There has been nothing like this level of unrest among Arab Israelis since October 2000. It followed Ariel Sharon, the late prime minister and champion of the settlers, marching under armed guard from al-Aqsa to Mount Dawn. Temple, triggering the second “al-Aqsa”. Intifada. This time Itamar Ben-Gvir, leader of the far-right Jewish Power party and ally of Netanyahu, tweeted: “It’s time to liberate the Temple Mount and Jerusalem, and show them who owns the house once and for all.”

The conflict with Hamas, which erupted in war in 2009, 2012 and 2014, evokes a familiar but deadly Israeli-Palestinian playbook. But an uprising of Israel’s 1.9 million Arab citizens opens wounds that add a dangerous dimension to the existential issues on which Netanyahu and his allies have been complacent.

Netanyahu himself struck many sparks that lit that fire, with scorched earth tactics to help him cling to power even more desperately. On trial for corruption since last May, he has openly embraced the religious and radical irredentist right, promising to annex Palestinian lands colonized by Jews.

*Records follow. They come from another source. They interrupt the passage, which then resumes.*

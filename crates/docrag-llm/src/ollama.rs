use ollama_rs::Ollama;
use ollama_rs::generation::chat::ChatMessage;
use ollama_rs::generation::chat::request::ChatMessageRequest;
use ollama_rs::generation::embeddings::request::{EmbeddingsInput, GenerateEmbeddingsRequest};

use crate::error::LlmError;
use crate::provider::{LlmProvider, Message, Role};

const DEFAULT_PORT: u16 = 11434;

#[derive(Debug, Clone)]
pub struct OllamaProvider {
    client: Ollama,
    model: String,
    embedding_model: String,
}

impl OllamaProvider {
    #[must_use]
    pub fn new(base_url: &str, model: String, embedding_model: String) -> Self {
        let (host, port) = parse_host_port(base_url);
        Self {
            client: Ollama::new(host, port),
            model,
            embedding_model,
        }
    }

    #[must_use]
    pub fn model(&self) -> &str {
        &self.model
    }

    #[must_use]
    pub fn embedding_model(&self) -> &str {
        &self.embedding_model
    }

    /// Check if Ollama is reachable.
    ///
    /// # Errors
    ///
    /// Returns an error if the connection to Ollama fails.
    pub async fn health_check(&self) -> Result<(), LlmError> {
        self.client.list_local_models().await.map_err(|e| {
            LlmError::Other(format!("failed to connect to Ollama, is it running? {e}"))
        })?;
        Ok(())
    }
}

impl LlmProvider for OllamaProvider {
    async fn chat(&self, messages: &[Message]) -> Result<String, LlmError> {
        let ollama_messages: Vec<ChatMessage> = messages.iter().map(convert_message).collect();
        let request = ChatMessageRequest::new(self.model.clone(), ollama_messages);
        tracing::debug!(model = %self.model, messages = messages.len(), "ollama chat request");

        let response = self
            .client
            .send_chat_messages(request)
            .await
            .map_err(|e| LlmError::Other(format!("Ollama chat request failed: {e}")))?;

        let content = response.message.content;
        if content.trim().is_empty() {
            return Err(LlmError::EmptyResponse { provider: "ollama" });
        }
        Ok(content)
    }

    async fn embed(&self, text: &str) -> Result<Vec<f32>, LlmError> {
        let request = GenerateEmbeddingsRequest::new(
            self.embedding_model.clone(),
            EmbeddingsInput::from(text),
        );
        tracing::debug!(model = %self.embedding_model, chars = text.len(), "ollama embed request");

        let response = self
            .client
            .generate_embeddings(request)
            .await
            .map_err(|e| LlmError::Other(format!("Ollama embedding request failed: {e}")))?;

        response
            .embeddings
            .into_iter()
            .next()
            .ok_or(LlmError::EmptyResponse { provider: "ollama" })
    }

    fn supports_embeddings(&self) -> bool {
        true
    }

    fn name(&self) -> &'static str {
        "ollama"
    }
}

fn convert_message(msg: &Message) -> ChatMessage {
    let text = msg.content.clone();
    match msg.role {
        Role::System => ChatMessage::system(text),
        Role::User => ChatMessage::user(text),
        Role::Assistant => ChatMessage::assistant(text),
    }
}

fn parse_host_port(url: &str) -> (String, u16) {
    let url = url.trim_end_matches('/');
    if let Some(colon_pos) = url.rfind(':')
        && let Ok(port) = url[colon_pos + 1..].parse::<u16>()
    {
        return (url[..colon_pos].to_string(), port);
    }
    (url.to_string(), DEFAULT_PORT)
}
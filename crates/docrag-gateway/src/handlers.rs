use std::path::Path;

use axum::Json;
use axum::extract::State;
use axum::extract::rejection::JsonRejection;
use axum::response::IntoResponse;

use super::error::ApiError;
use super::server::AppState;

#[derive(serde::Deserialize)]
pub(crate) struct BuildIndexRequest {
    pub directory_path: Option<String>,
}

#[derive(serde::Deserialize)]
pub(crate) struct ProcessQueryRequest {
    pub query: Option<String>,
}

#[derive(serde::Serialize)]
struct MessageResponse {
    message: &'static str,
}

#[derive(serde::Serialize)]
struct AnswerResponse {
    answer: String,
}

#[derive(serde::Serialize)]
struct HealthResponse {
    status: &'static str,
    uptime_secs: u64,
}

/// Treats a missing, null or blank field the same way.
fn required(value: Option<String>, message: &'static str) -> Result<String, ApiError> {
    value
        .filter(|v| !v.trim().is_empty())
        .ok_or_else(|| ApiError::required(message))
}

pub(crate) async fn build_index_handler(
    State(state): State<AppState>,
    payload: Result<Json<BuildIndexRequest>, JsonRejection>,
) -> Result<impl IntoResponse, ApiError> {
    let Json(payload) = payload.map_err(|e| ApiError::Validation(e.body_text()))?;
    let dir = required(payload.directory_path, "Directory path is required.")?;

    state.pipeline.build_index(Path::new(&dir)).await?;
    Ok(Json(MessageResponse {
        message: "Index built successfully.",
    }))
}

pub(crate) async fn process_query_handler(
    State(state): State<AppState>,
    payload: Result<Json<ProcessQueryRequest>, JsonRejection>,
) -> Result<impl IntoResponse, ApiError> {
    let Json(payload) = payload.map_err(|e| ApiError::Validation(e.body_text()))?;
    let query = required(payload.query, "Query is required.")?;

    let answer = state.pipeline.answer(&query).await?;
    Ok(Json(AnswerResponse { answer }))
}

pub(crate) async fn health_handler(State(state): State<AppState>) -> impl IntoResponse {
    Json(HealthResponse {
        status: "ok",
        uptime_secs: state.started_at.elapsed().as_secs(),
    })
}

#[cfg(test)]
mod tests {
    use super::*;

    #[test]
    fn required_rejects_blank_values() {
        assert!(required(None, "missing").is_err());
        assert!(required(Some("   ".into()), "missing").is_err());
        assert_eq!(required(Some("docs".into()), "missing").unwrap(), "docs");
    }

    #[test]
    fn request_fields_are_optional() {
        let payload: BuildIndexRequest = serde_json::from_str("{}").unwrap();
        assert!(payload.directory_path.is_none());
        let payload: ProcessQueryRequest =
            serde_json::from_str(r#"{"query":"What color is the sky?"}"#).unwrap();
        assert_eq!(payload.query.as_deref(), Some("What color is the sky?"));
    }

    #[test]
    fn health_response_serializes() {
        let resp = HealthResponse {
            status: "ok",
            uptime_secs: 42,
        };
        let json = serde_json::to_string(&resp).unwrap();
        assert!(json.contains("\"status\":\"ok\""));
    }
}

Less recently, he used social media in the 2015 election to sound the alarm The “Arabs” “voted en masse”. The dog whistle’s insinuation was that Israeli citizens of Palestinian descent, although a fifth of the population, posed a threat of fifth columnist to the Jewish state.

Netanyahu followed this up in July 2018 by securing a the so-called nation-state law through the Knesset, stating that only Jews have an exclusive right to self-determination in Israel. Ayman Odeh, leader of a coalition of predominantly Arab left-wing parties, said at the time that Israel had “passed a law of Jewish supremacy and told us that we will always be second-class citizens ”.

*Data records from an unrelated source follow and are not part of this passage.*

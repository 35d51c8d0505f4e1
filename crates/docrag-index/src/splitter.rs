use crate::document::{Chunk, Document};

#[derive(Debug, Clone)]
pub struct SplitterConfig {
    /// Maximum chunk length in characters.
    pub chunk_size: usize,
    /// Characters of trailing sentences repeated at the start of the next chunk.
    pub chunk_overlap: usize,
}

impl Default for SplitterConfig {
    fn default() -> Self {
        Self {
            chunk_size: 1000,
            chunk_overlap: 200,
        }
    }
}

/// Sentence-aware splitter. Sentences are packed greedily into chunks; a
/// sentence longer than `chunk_size` is cut at character boundaries.
#[derive(Debug, Clone)]
pub struct TextSplitter {
    config: SplitterConfig,
}

impl TextSplitter {
    #[must_use]
    pub fn new(config: SplitterConfig) -> Self {
        Self { config }
    }

    #[must_use]
    pub fn split(&self, document: &Document) -> Vec<Chunk> {
        let size = self.config.chunk_size.max(1);
        let pieces: Vec<String> = split_sentences(&document.content)
            .into_iter()
            .flat_map(|s| split_chars(s, size))
            .collect();

        merge_pieces(&pieces, size, self.config.chunk_overlap)
            .into_iter()
            .map(|c| c.trim().to_owned())
            .filter(|c| !c.is_empty())
            .enumerate()
            .map(|(chunk_index, content)| Chunk {
                content,
                metadata: document.metadata.clone(),
                chunk_index,
            })
            .collect()
    }
}

/// Split after `.`/`?`/`!` followed by whitespace and at blank lines. Each
/// sentence keeps its trailing whitespace so concatenation restores the text.
fn split_sentences(text: &str) -> Vec<&str> {
    let mut sentences = Vec::new();
    let mut start = 0;
    let mut chars = text.char_indices().peekable();

    while let Some((i, c)) = chars.next() {
        let boundary = match c {
            '.' | '?' | '!' => chars.peek().is_some_and(|&(_, next)| next.is_whitespace()),
            '\n' => chars.peek().is_some_and(|&(_, next)| next == '\n'),
            _ => false,
        };
        if !boundary {
            continue;
        }

        let mut end = i + c.len_utf8();
        while let Some(&(j, next)) = chars.peek() {
            if !next.is_whitespace() {
                break;
            }
            end = j + next.len_utf8();
            chars.next();
        }
        if !text[start..end].trim().is_empty() {
            sentences.push(&text[start..end]);
        }
        start = end;
    }

    if !text[start..].trim().is_empty() {
        sentences.push(&text[start..]);
    }
    sentences
}

fn split_chars(text: &str, size: usize) -> Vec<String> {
    if text.chars().count() <= size {
        return vec![text.to_owned()];
    }
    let chars: Vec<char> = text.chars().collect();
    chars.chunks(size).map(|c| c.iter().collect()).collect()
}

fn merge_pieces(pieces: &[String], size: usize, overlap: usize) -> Vec<String> {
    let mut chunks = Vec::new();
    let mut window: Vec<&str> = Vec::new();
    let mut window_len = 0;

    for piece in pieces {
        let len = piece.chars().count();
        if !window.is_empty() && window_len + len > size {
            chunks.push(window.concat());

            let mut keep = 0;
            let mut kept_len = 0;
            for prev in window.iter().rev() {
                let prev_len = prev.chars().count();
                if kept_len + prev_len > overlap {
                    break;
                }
                kept_len += prev_len;
                keep += 1;
            }
            window.drain(..window.len() - keep);
            window_len = kept_len;

            while !window.is_empty() && window_len + len > size {
                window_len -= window.remove(0).chars().count();
            }
        }
        window.push(piece);
        window_len += len;
    }

    if !window.is_empty() {
        chunks.push(window.concat());
    }
    chunks
}
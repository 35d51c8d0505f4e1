use std::net::SocketAddr;
use std::sync::Arc;
use std::time::Instant;

use docrag_core::RagPipeline;
use docrag_llm::AnyProvider;
use tokio::sync::watch;

use crate::error::GatewayError;
use crate::router::build_router;

#[derive(Clone)]
pub struct AppState {
    pub pipeline: Arc<RagPipeline<AnyProvider>>,
    pub started_at: Instant,
}

pub struct GatewayServer {
    addr: SocketAddr,
    max_body_size: usize,
    pipeline: Arc<RagPipeline<AnyProvider>>,
    shutdown_rx: watch::Receiver<bool>,
}

impl GatewayServer {
    #[must_use]
    pub fn new(
        bind: &str,
        port: u16,
        pipeline: Arc<RagPipeline<AnyProvider>>,
        shutdown_rx: watch::Receiver<bool>,
    ) -> Self {
        let addr: SocketAddr = format!("{bind}:{port}").parse().unwrap_or_else(|e| {
            tracing::warn!("invalid bind '{bind}': {e}, falling back to 127.0.0.1:{port}");
            SocketAddr::from(([127, 0, 0, 1], port))
        });

        if bind == "0.0.0.0" {
            tracing::warn!("gateway binding to 0.0.0.0, the index endpoints are unauthenticated");
        }

        Self {
            addr,
            max_body_size: 1_048_576,
            pipeline,
            shutdown_rx,
        }
    }

    #[must_use]
    pub fn with_max_body_size(mut self, size: usize) -> Self {
        self.max_body_size = size;
        self
    }

    /// Start the HTTP gateway server.
    ///
    /// # Errors
    ///
    /// Returns an error if the server fails to bind or encounters a fatal I/O error.
    pub async fn serve(self) -> Result<(), GatewayError> {
        let state = AppState {
            pipeline: self.pipeline,
            started_at: Instant::now(),
        };
        let router = build_router(state, self.max_body_size);

        let listener = tokio::net::TcpListener::bind(self.addr)
            .await
            .map_err(|e| GatewayError::Bind(self.addr.to_string(), e))?;
        tracing::info!("gateway listening on {}", self.addr);

        let mut shutdown_rx = self.shutdown_rx;
        axum::serve(listener, router)
            .with_graceful_shutdown(async move {
                while !*shutdown_rx.borrow_and_update() {
                    if shutdown_rx.changed().await.is_err() {
                        std::future::pending::<()>().await;
                    }
                }
                tracing::info!("gateway shutting down");
            })
            .await
            .map_err(|e| GatewayError::Server(format!("{e}")))?;

        Ok(())
    }
}
use docrag_index::IndexError;

#[derive(Debug, thiserror::Error)]
pub enum RagError {
    #[error(transparent)]
    Index(#[from] IndexError),

    #[error("answer generation failed: {0}")]
    Generation(String),
}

This law, and Netanyahu’s opportunist membership in openly racist anti-Arab groups such as Ben-Gvir, convinced many Arab citizens to fight for equal rights with Israeli Jews. Palestinians under occupation and the lack of a path to a viable independent state reach similar conclusions.

While Israeli Arabs enjoy rights that their neighbors oppressed by Arab despots can only dream of, they are nonetheless second-class citizens. Israel oppresses their third-class Palestinian brethren in the occupied territories, gradually dispossessing them by expanding Jewish settlements.

the The Association for Civil Rights in Israel declares: “There are glaring socio-economic differences between Jewish and Arab population groups, especially with regard to land, town planning, housing, infrastructure, economic development and education.”

Israeli Arabs were also shaken by the buried suggestion at former US President Donald Trump “deal of the century”That around 350,000 of them could be transferred to the Palestinian Authority as part of a land swap – depriving them of Israeli citizenship.

In 73 years of statehood, no government of Israel has included an Arab party. Arab governments that have “Normalized” relationships with Israel in what appeared to be a new wave of regional relaxation may now think it is time for the Israeli leadership to start normalize at home.